_TASK DIRECTIONS_:
Return copies of the lines below that mention "hard".

*** Opening of RECORDS FOR THIS TASK ***

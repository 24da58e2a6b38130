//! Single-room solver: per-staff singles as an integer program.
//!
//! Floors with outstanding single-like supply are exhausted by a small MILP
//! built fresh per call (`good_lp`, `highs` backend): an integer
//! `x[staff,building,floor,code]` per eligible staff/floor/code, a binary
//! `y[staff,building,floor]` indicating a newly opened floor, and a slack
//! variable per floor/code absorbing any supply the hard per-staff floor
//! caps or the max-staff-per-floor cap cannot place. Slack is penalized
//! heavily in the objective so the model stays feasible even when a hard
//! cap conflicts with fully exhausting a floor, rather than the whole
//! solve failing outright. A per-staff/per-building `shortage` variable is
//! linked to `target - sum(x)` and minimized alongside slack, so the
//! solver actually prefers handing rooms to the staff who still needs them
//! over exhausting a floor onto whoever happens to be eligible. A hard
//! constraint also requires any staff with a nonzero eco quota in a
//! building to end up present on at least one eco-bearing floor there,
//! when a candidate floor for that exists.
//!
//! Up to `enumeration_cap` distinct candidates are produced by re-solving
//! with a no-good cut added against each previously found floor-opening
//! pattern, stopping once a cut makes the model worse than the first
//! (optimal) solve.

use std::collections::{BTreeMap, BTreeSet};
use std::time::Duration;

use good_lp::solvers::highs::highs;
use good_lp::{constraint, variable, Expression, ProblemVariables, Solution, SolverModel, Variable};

*** Close of RECORDS FOR THIS TASK ***

_ANSWER TO THIS TASK_:
//! variable per floor/code absorbing any supply the hard per-staff floor
//! heavily in the objective so the model stays feasible even when a hard
//! over exhausting a floor onto whoever happens to be eligible. A hard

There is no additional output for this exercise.